The first component of treatment was medication. I began taking prednisone as well as two hormone medications, Orgovyx (relugolix) on May 15 and Zytiga (abiraterone) beginning the following week to suppress testosterone production, since testosterone is what feeds prostate cancer. On that day, my PSA was 61. Due to the lymph node involvement, surgery was not recommended as part of my treatment since I would be exposed to all the risks and side effects of the surgery and still have cancer.
I flew to Seattle and met with the interdisciplinary oncology team at Fred Hutch Cancer Center on May 23 to get a second opinion on treatment options and prognosis. They agreed that surgery was not advised and that medication and radiation would be my best course of action. I felt that Fred Hutch would be the best option for me, so planned to begin radiation treatment there in about 5-6 months to allow the medication time to shrink the tumor as much as possible.
On June 6, my first PSA check following starting the medications showed excellent progress with a PSA of 2.64. Subsequent blood work has been encouraging, with my most recent PSA being 0.03 on October 23, just before radiation started.
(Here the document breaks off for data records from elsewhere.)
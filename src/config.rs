// Process configuration: CLI flags layered over an optional TOML file.

use anyhow::Context;
use clap::Parser;
use reqwest::Url;
use serde::Deserialize;
use std::path::PathBuf;

const REDACTED: &str = "****";

/// collectd write_http to InfluxDB relay
#[derive(Parser, Debug)]
#[command(name = "collectd-proxy")]
#[command(about = "Relays collectd write_http JSON batches to the InfluxDB series API")]
#[command(version)]
pub struct Cli {
    /// TOML config file; flags given on the command line override its values
    #[arg(long, env = "CONFIG_FILE")]
    pub config: Option<PathBuf>,

    /// Proxy http port [default: 8079]
    #[arg(long = "proxy_http_port")]
    pub proxy_http_port: Option<u16>,

    /// Proxy http address [default: 0.0.0.0]
    #[arg(long = "proxy_http_address")]
    pub proxy_http_address: Option<String>,

    /// InfluxDB host [default: localhost]
    #[arg(long = "influxdb_host")]
    pub influxdb_host: Option<String>,

    /// InfluxDB port [default: 8086]
    #[arg(long = "influxdb_port")]
    pub influxdb_port: Option<u16>,

    /// InfluxDB database (required)
    #[arg(long = "influxdb_db")]
    pub influxdb_db: Option<String>,

    /// InfluxDB user (required)
    #[arg(long = "influxdb_user")]
    pub influxdb_user: Option<String>,

    /// InfluxDB password (required)
    #[arg(long = "influxdb_password")]
    pub influxdb_password: Option<String>,

    /// Display metric names pushed into InfluxDB
    #[arg(long)]
    pub verbose: bool,

    /// Comma-separated list of allowed plugins, leave blank to allow all
    #[arg(long = "collectd_plugins", value_delimiter = ',')]
    pub collectd_plugins: Option<Vec<String>>,
}

#[derive(Debug, Clone, Default, Deserialize)]
#[serde(default)]
pub struct AppConfig {
    pub server: ServerConfig,
    pub influxdb: InfluxDbConfig,
    pub collectd: CollectdConfig,
    /// Log every series name pushed to InfluxDB at INFO level.
    pub verbose: bool,
}

#[derive(Debug, Clone, Deserialize)]
#[serde(default)]
pub struct ServerConfig {
    pub port: u16,
    pub host: String,
    /// Largest inbound batch accepted, in bytes.
    pub max_body_bytes: usize,
}

impl Default for ServerConfig {
    fn default() -> Self {
        Self {
            port: 8079,
            host: "0.0.0.0".into(),
            max_body_bytes: 8 * 1024 * 1024,
        }
    }
}

#[derive(Debug, Clone, Deserialize)]
#[serde(default)]
pub struct InfluxDbConfig {
    pub host: String,
    pub port: u16,
    pub database: String,
    pub user: String,
    pub password: String,
}

impl Default for InfluxDbConfig {
    fn default() -> Self {
        Self {
            host: "localhost".into(),
            port: 8086,
            database: String::new(),
            user: String::new(),
            password: String::new(),
        }
    }
}

#[derive(Debug, Clone, Default, Deserialize)]
#[serde(default)]
pub struct CollectdConfig {
    /// Allowed plugin names; empty allows every plugin.
    pub plugins: Vec<String>,
}

impl AppConfig {
    /// Build the configuration from parsed flags, reading `--config` first when given.
    pub fn from_cli(cli: Cli) -> anyhow::Result<Self> {
        let mut config = match &cli.config {
            Some(path) => {
                let s = std::fs::read_to_string(path)
                    .with_context(|| format!("reading config file {}", path.display()))?;
                toml::from_str::<AppConfig>(&s)
                    .with_context(|| format!("parsing config file {}", path.display()))?
            }
            None => AppConfig::default(),
        };
        config.apply_cli(cli);
        config.validate()?;
        Ok(config)
    }

    /// Parse and validate config from a string (e.g. for tests).
    pub fn load_from_str(s: &str) -> anyhow::Result<Self> {
        let config: AppConfig = toml::from_str(s)?;
        config.validate()?;
        Ok(config)
    }

    fn apply_cli(&mut self, cli: Cli) {
        if let Some(port) = cli.proxy_http_port {
            self.server.port = port;
        }
        if let Some(host) = cli.proxy_http_address {
            self.server.host = host;
        }
        if let Some(host) = cli.influxdb_host {
            self.influxdb.host = host;
        }
        if let Some(port) = cli.influxdb_port {
            self.influxdb.port = port;
        }
        if let Some(database) = cli.influxdb_db {
            self.influxdb.database = database;
        }
        if let Some(user) = cli.influxdb_user {
            self.influxdb.user = user;
        }
        if let Some(password) = cli.influxdb_password {
            self.influxdb.password = password;
        }
        if let Some(plugins) = cli.collectd_plugins {
            self.collectd.plugins = plugins;
        }
        self.verbose |= cli.verbose;
    }

    fn validate(&self) -> anyhow::Result<()> {
        anyhow::ensure!(
            !self.influxdb.database.is_empty(),
            "Missing param : influxdb_db"
        );
        anyhow::ensure!(!self.influxdb.user.is_empty(), "Missing param : influxdb_user");
        anyhow::ensure!(
            !self.influxdb.password.is_empty(),
            "Missing param : influxdb_password"
        );
        anyhow::ensure!(
            self.server.port > 0,
            "server.port must be between 1 and 65535, got {}",
            self.server.port
        );
        anyhow::ensure!(!self.server.host.is_empty(), "server.host must be non-empty");
        anyhow::ensure!(
            self.server.max_body_bytes > 0,
            "server.max_body_bytes must be > 0, got {}",
            self.server.max_body_bytes
        );
        anyhow::ensure!(
            self.influxdb.port > 0,
            "influxdb.port must be between 1 and 65535, got {}",
            self.influxdb.port
        );
        anyhow::ensure!(
            !self.influxdb.host.is_empty(),
            "influxdb.host must be non-empty"
        );
        Ok(())
    }

    /// Full write URL: `http://host:port/db/<db>/series?u=<user>&p=<password>&time_precision=s`.
    pub fn influxdb_url(&self) -> anyhow::Result<Url> {
        self.build_influxdb_url(&self.influxdb.password)
    }

    /// Path and query of the write URL, as sent on the request line.
    pub fn influxdb_path(&self) -> anyhow::Result<String> {
        Ok(path_and_query(&self.influxdb_url()?))
    }

    /// Same as [`Self::influxdb_path`] with the password masked, for logging.
    pub fn influxdb_path_redacted(&self) -> anyhow::Result<String> {
        Ok(path_and_query(&self.build_influxdb_url(REDACTED)?))
    }

    fn build_influxdb_url(&self, password: &str) -> anyhow::Result<Url> {
        let base = format!("http://{}:{}/", self.influxdb.host, self.influxdb.port);
        let mut url =
            Url::parse(&base).with_context(|| format!("invalid influxdb address {base}"))?;
        url.path_segments_mut()
            .map_err(|_| anyhow::anyhow!("influxdb address {base} cannot carry a path"))?
            .clear()
            .extend(["db", self.influxdb.database.as_str(), "series"]);
        url.query_pairs_mut()
            .append_pair("u", &self.influxdb.user)
            .append_pair("p", password)
            .append_pair("time_precision", "s");
        Ok(url)
    }
}

fn path_and_query(url: &Url) -> String {
    match url.query() {
        Some(query) => format!("{}?{}", url.path(), query),
        None => url.path().to_string(),
    }
}
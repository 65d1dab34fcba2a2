// Series naming: collectd.<plugin>[.<plugin_instance>].<type>[.<type_instance>]

use crate::models::SampleGroup;

/// First segment of every series name.
pub const METRIC_PREFIX: &str = "collectd";

/// Host label carried on each point: the host up to its first dot.
pub fn short_hostname(host: &str) -> &str {
    host.split_once('.').map_or(host, |(short, _)| short)
}

/// Series name shared by all statistics of a group. Empty instances are left out.
pub fn metric_base_name(group: &SampleGroup) -> String {
    let mut name = String::from(METRIC_PREFIX);
    push_segment(&mut name, &group.plugin);
    if !group.plugin_instance.is_empty() {
        push_segment(&mut name, &group.plugin_instance);
    }
    push_segment(&mut name, &group.type_);
    if !group.type_instance.is_empty() {
        push_segment(&mut name, &group.type_instance);
    }
    name
}

/// Full series name for one statistic of a group.
pub fn series_name(base: &str, dsname: &str) -> String {
    let mut name = String::with_capacity(base.len() + 1 + dsname.len());
    name.push_str(base);
    push_segment(&mut name, dsname);
    name
}

fn push_segment(name: &mut String, segment: &str) {
    name.push('.');
    name.push_str(segment);
}

#[cfg(test)]
mod tests {
    use super::*;

    #[test]
    fn short_hostname_takes_first_label() {
        assert_eq!(short_hostname("web01.example.com"), "web01");
        assert_eq!(short_hostname("web01."), "web01");
    }

    #[test]
    fn short_hostname_without_dot_is_whole_host() {
        assert_eq!(short_hostname("localhost"), "localhost");
        assert_eq!(short_hostname(""), "");
    }

    #[test]
    fn series_name_appends_statistic() {
        assert_eq!(series_name("collectd.load.load", "shortterm"), "collectd.load.load.shortterm");
    }
}
// Plugin allow-list

use std::collections::HashSet;

/// Decides which collectd plugins are relayed. With no configured plugins everything passes.
#[derive(Debug, Clone, Default)]
pub struct PluginFilter {
    allowed: Option<HashSet<String>>,
}

impl PluginFilter {
    /// Builds a filter from configured plugin names. Names are trimmed and blank entries
    /// dropped, so `--collectd_plugins ""` allows every plugin.
    pub fn new<I, S>(plugins: I) -> Self
    where
        I: IntoIterator<Item = S>,
        S: AsRef<str>,
    {
        let allowed: HashSet<String> = plugins
            .into_iter()
            .map(|p| p.as_ref().trim().to_string())
            .filter(|p| !p.is_empty())
            .collect();
        Self {
            allowed: (!allowed.is_empty()).then_some(allowed),
        }
    }

    pub fn allow_all() -> Self {
        Self::default()
    }

    pub fn is_allowed(&self, plugin: &str) -> bool {
        self.allowed
            .as_ref()
            .is_none_or(|allowed| allowed.contains(plugin))
    }
}
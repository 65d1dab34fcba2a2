// Library for tests to access modules

pub mod config;
pub mod error;
pub mod filter;
pub mod forwarder;
pub mod models;
pub mod naming;
pub mod routes;
pub mod translate;
pub mod version;
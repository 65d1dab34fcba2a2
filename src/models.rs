// Wire models: collectd write_http input, InfluxDB series output

use crate::error::TranslateError;
use serde::de::Error as _;
use serde::ser::SerializeStruct;
use serde::{Deserialize, Deserializer, Serialize, Serializer};
use serde_json::Number;

/// Column layout of every point written to InfluxDB.
pub const SERIES_COLUMNS: [&str; 3] = ["time", "value", "hostname"];

/// collectd data source type; anything besides counter, gauge and derive is unsupported.
#[derive(Debug, Clone, Copy, PartialEq, Eq, Deserialize)]
#[serde(rename_all = "lowercase")]
pub enum DataSourceType {
    Counter,
    Gauge,
    Derive,
    #[serde(other)]
    Unsupported,
}

impl DataSourceType {
    pub fn is_supported(self) -> bool {
        !matches!(self, DataSourceType::Unsupported)
    }
}

/// One element of the JSON array posted by collectd's write_http plugin.
///
/// Every field is required. Extra fields such as `interval` and `meta` are ignored.
#[derive(Debug, Clone, PartialEq, Deserialize)]
pub struct SampleGroup {
    pub host: String,
    pub plugin: String,
    pub plugin_instance: String,
    #[serde(rename = "type")]
    pub type_: String,
    pub type_instance: String,
    pub dstypes: Vec<DataSourceType>,
    pub dsnames: Vec<String>,
    /// Kept as the JSON number collectd sent, so integer counters stay integers.
    pub values: Vec<Number>,
    /// Epoch seconds; fractional timestamps are truncated.
    #[serde(deserialize_with = "epoch_seconds")]
    pub time: i64,
}

impl SampleGroup {
    /// Checks that the three statistic arrays line up index by index.
    pub fn validate(&self) -> Result<(), TranslateError> {
        let n = self.dstypes.len();
        if self.dsnames.len() != n || self.values.len() != n {
            return Err(TranslateError::LengthMismatch {
                plugin: self.plugin.clone(),
                dstypes: n,
                dsnames: self.dsnames.len(),
                values: self.values.len(),
            });
        }
        Ok(())
    }
}

fn epoch_seconds<'de, D>(deserializer: D) -> Result<i64, D::Error>
where
    D: Deserializer<'de>,
{
    let n = Number::deserialize(deserializer)?;
    if let Some(secs) = n.as_i64() {
        return Ok(secs);
    }
    match n.as_f64() {
        Some(secs) if secs.is_finite() => Ok(secs.trunc() as i64),
        _ => Err(D::Error::custom(format!("invalid timestamp {n}"))),
    }
}

/// One point of one InfluxDB series. Serializes as
/// `{"name": .., "columns": ["time","value","hostname"], "points": [[time, value, hostname]]}`.
#[derive(Debug, Clone, PartialEq)]
pub struct OutputRecord {
    pub name: String,
    pub time: i64,
    pub value: Number,
    pub hostname: String,
}

impl Serialize for OutputRecord {
    fn serialize<S>(&self, serializer: S) -> Result<S::Ok, S::Error>
    where
        S: Serializer,
    {
        let mut series = serializer.serialize_struct("OutputRecord", 3)?;
        series.serialize_field("name", &self.name)?;
        series.serialize_field("columns", &SERIES_COLUMNS)?;
        series.serialize_field("points", &[(self.time, &self.value, self.hostname.as_str())])?;
        series.end()
    }
}
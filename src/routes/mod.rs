// HTTP intake: every method and path lands on the collectd handler

mod intake;

use axum::{Router, extract::DefaultBodyLimit};
use std::sync::Arc;

use crate::config::AppConfig;
use crate::forwarder::InfluxForwarder;
use crate::translate::Translator;

#[derive(Clone)]
pub(crate) struct AppState {
    pub(crate) translator: Arc<Translator>,
    pub(crate) forwarder: InfluxForwarder,
}

pub fn app(config: &AppConfig, forwarder: InfluxForwarder) -> Router {
    let state = AppState {
        translator: Arc::new(Translator::from_config(config)),
        forwarder,
    };
    Router::new()
        .fallback(intake::collectd_handler) // ANY /*
        .layer(DefaultBodyLimit::max(config.server.max_body_bytes))
        .with_state(state)
}
use anyhow::Result;
use clap::{CommandFactory, Parser};
use collectd_proxy::*;
use tracing_subscriber::EnvFilter;
use tracing_subscriber::fmt::time::FormatTime;

struct LocalTimer;

impl FormatTime for LocalTimer {
    fn format_time(&self, w: &mut tracing_subscriber::fmt::format::Writer<'_>) -> std::fmt::Result {
        write!(
            w,
            "{}",
            chrono::Local::now().format("%Y-%m-%dT%H:%M:%S%.3f%:z")
        )
    }
}

/// Prints the configuration error followed by the flag reference, then exits non-zero.
fn usage(err: &anyhow::Error) -> ! {
    println!("{err:#}");
    let _ = config::Cli::command().print_help();
    std::process::exit(1);
}

#[tokio::main]
async fn main() -> Result<()> {
    let filter = EnvFilter::try_from_default_env().unwrap_or_else(|_| EnvFilter::new("info"));
    tracing_subscriber::fmt()
        .with_timer(LocalTimer)
        .with_env_filter(filter)
        .init();

    let app_config = match config::AppConfig::from_cli(config::Cli::parse()) {
        Ok(c) => c,
        Err(e) => usage(&e),
    };

    let forwarder = forwarder::InfluxForwarder::from_config(&app_config)?;
    let influxdb_path = app_config.influxdb_path_redacted()?;
    tracing::info!(
        host = %app_config.influxdb.host,
        port = app_config.influxdb.port,
        path = %influxdb_path,
        "Influx db config"
    );
    if !app_config.collectd.plugins.is_empty() {
        tracing::info!(plugins = ?app_config.collectd.plugins, "Plugin allow-list");
    }

    let app = routes::app(&app_config, forwarder);
    let addr = format!("{}:{}", app_config.server.host, app_config.server.port);
    let listener = tokio::net::TcpListener::bind(&addr).await?;
    tracing::info!(
        "{} {} proxy started on http://{}",
        version::NAME,
        version::VERSION,
        addr
    );

    axum::serve(listener, app)
        .with_graceful_shutdown(shutdown_signal())
        .await?;
    tracing::info!("Received shutdown signal");
    Ok(())
}

async fn shutdown_signal() {
    #[cfg(unix)]
    {
        let mut sigterm =
            match tokio::signal::unix::signal(tokio::signal::unix::SignalKind::terminate()) {
                Ok(s) => s,
                Err(_) => {
                    let _ = tokio::signal::ctrl_c().await;
                    return;
                }
            };
        tokio::select! {
            _ = tokio::signal::ctrl_c() => {}
            _ = sigterm.recv() => {}
        }
    }
    #[cfg(not(unix))]
    {
        let _ = tokio::signal::ctrl_c().await;
    }
}
pub mod game;
pub mod team_game;

pub use game::{Game, GameRecord};
pub use team_game::TeamGame;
Additionally, I had genetic testing done, since it seemed that there was a significant family history of prostate cancer, though I was by far the youngest person in the family to be diagnosed. That testing showed a positive CHEK-2 mutation, which increases risk for prostate, breast, and colorectal cancer. Having that knowledge is useful because I can make sure my kids are aware of it and subsequently, they can get genetic testing done to determine whether they also have the same hereditary mutation.
Assessment
The radiation oncologist I am working with at Fred Hutch/UW Medical Center was extremely pleased with how the radiation treatment went and how well I tolerated the treatment overall. I will have my next PSA check on January 8, 2025. The expectation is that my PSA at that point should be undetectable. Most importantly, I’m home and feeling great, and have an amazing support network.
Recommendation
Moving forward, I will continue the hormone medications and prednisone for roughly 18-24 months. At that point, my treatment will effectively be complete. I will continue getting bloodwork done every three months, I assume for life, to monitor PSA levels, general metabolic function, and blood counts. Aside from initially elevated PSA, everything else has been normal to date. When I stop taking the medications, my PSA is expected to increase slightly as my body establishes a new baseline. As long as my PSA stays under 1.0, the doctors won’t be concerned. If, at some point, my PSA levels do begin to rise above 1.0, that will likely be mean that the cancer has returned and we’ll address it at that point.